• Work to complete: Whenever a line in the records below holds the string "struct", include it in the count, and state the number alone.

====== Dataset content ======

//! Metrics sinks
//!
//! Both real backends record the same figures per message; [`Observations`]
//! pulls them out of a [`Message`] once so each backend only decides how to
//! ship them.

pub mod noop;
pub mod pushgateway;
pub mod statsd;

use crate::config::{MetricsBackend, MonitorConfig};
use crate::http::DeliveryError;
use async_trait::async_trait;
use run_result_common::{Context, Message};
use std::sync::Arc;
use std::time::Duration;
use thiserror::Error;
use tracing::info;
use uuid::Uuid;

pub use noop::NoopMonitor;
pub use pushgateway::PushGatewayMonitor;
pub use statsd::StatsdMonitor;

#[derive(Error, Debug)]
pub enum MetricsError {
    #[error("Metrics socket error: {0}")]
    Io(#[from] std::io::Error),

    #[error("Metrics push failed: {0}")]
    Delivery(#[from] DeliveryError),

    #[error("Prometheus error: {0}")]
    Prometheus(#[from] prometheus::Error),
}

#[async_trait]
pub trait MetricsSink: Send + Sync {
    /// Record the figures carried by one message
    async fn report(&self, message: &Message) -> Result<(), MetricsError>;

    /// Record the wall-clock time of the whole engine command
    async fn command_time(&self, elapsed: Duration) -> Result<(), MetricsError>;
}

/// Tags attached to every metric and log line of a run
#[derive(Debug, Clone, PartialEq)]
pub struct GlobalTags {
    pub app: String,
    pub command: String,
    pub version: String,
    pub number_of_cores: usize,
    pub env: String,
    pub run_id: Uuid,
}

impl GlobalTags {
    pub fn new(config: &MonitorConfig, command: &str) -> Self {
        Self {
            app: config.engine_name.clone(),
            command: command.to_string(),
            version: config
                .engine_version
                .clone()
                .unwrap_or_else(|| "unknown".to_string()),
            number_of_cores: std::thread::available_parallelism()
                .map(|n| n.get())
                .unwrap_or(1),
            env: config.env.clone(),
            run_id: Uuid::new_v4(),
        }
    }

    pub fn to_context(&self) -> Context {
        let mut context = Context::new();
        context.insert("app", self.app.clone());
        context.insert("command", self.command.clone());
        context.insert("version", self.version.clone());
        context.insert("number_of_cores", self.number_of_cores);
        context.insert("env", self.env.clone());
        context.insert("run_id", self.run_id.to_string());
        context
    }
}

/// Figures recorded for one message
#[derive(Debug, Clone, Default, PartialEq)]
pub struct Observations {
    /// `(phase name, seconds)` for every phase with both timestamps
    pub phases: Vec<(String, f64)>,
    pub execution_time: Option<f64>,
    pub freshness_age: Option<f64>,
    pub rows: Option<i64>,
}

impl Observations {
    /// Zero execution time and zero rows are treated as not reported
    pub fn from_message(message: &Message) -> Self {
        let Some(reporting) = message.reporting.as_ref() else {
            return Self::default();
        };

        Self {
            phases: reporting
                .timing
                .iter()
                .filter_map(|t| t.elapsed_seconds().map(|secs| (t.name.clone(), secs)))
                .collect(),
            execution_time: Some(reporting.execution_time).filter(|t| *t > 0.0),
            freshness_age: reporting.freshness.as_ref().map(|f| f.age),
            rows: reporting.rows.filter(|rows| *rows != 0),
        }
    }

    pub fn is_empty(&self) -> bool {
        self.phases.is_empty()
            && self.execution_time.is_none()
            && self.freshness_age.is_none()
            && self.rows.is_none()
    }
}

/// Build the metrics sink selected by the config
pub async fn build_metrics_sink(
    config: &MonitorConfig,
    tags: GlobalTags,
) -> Result<Arc<dyn MetricsSink>, MetricsError> {
    match &config.metrics_backend {
        MetricsBackend::Statsd { host, port } => {
            info!(host = %host, port = port, "Using statsd monitor.");
            let monitor = StatsdMonitor::connect(host, *port, &config.metrics_prefix, &tags).await?;
            Ok(Arc::new(monitor))
        }
        MetricsBackend::PushGateway { host, port } => {
            info!(host = %host, port = port, "Using push gateway monitor.");
            let monitor = PushGatewayMonitor::new(host, *port, config, tags)?;
            Ok(Arc::new(monitor))
        }
        MetricsBackend::Disabled => {
            info!("Instrumentation is not enabled.");
            Ok(Arc::new(NoopMonitor))
        }
    }
}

======

• Answer to this exercise: 2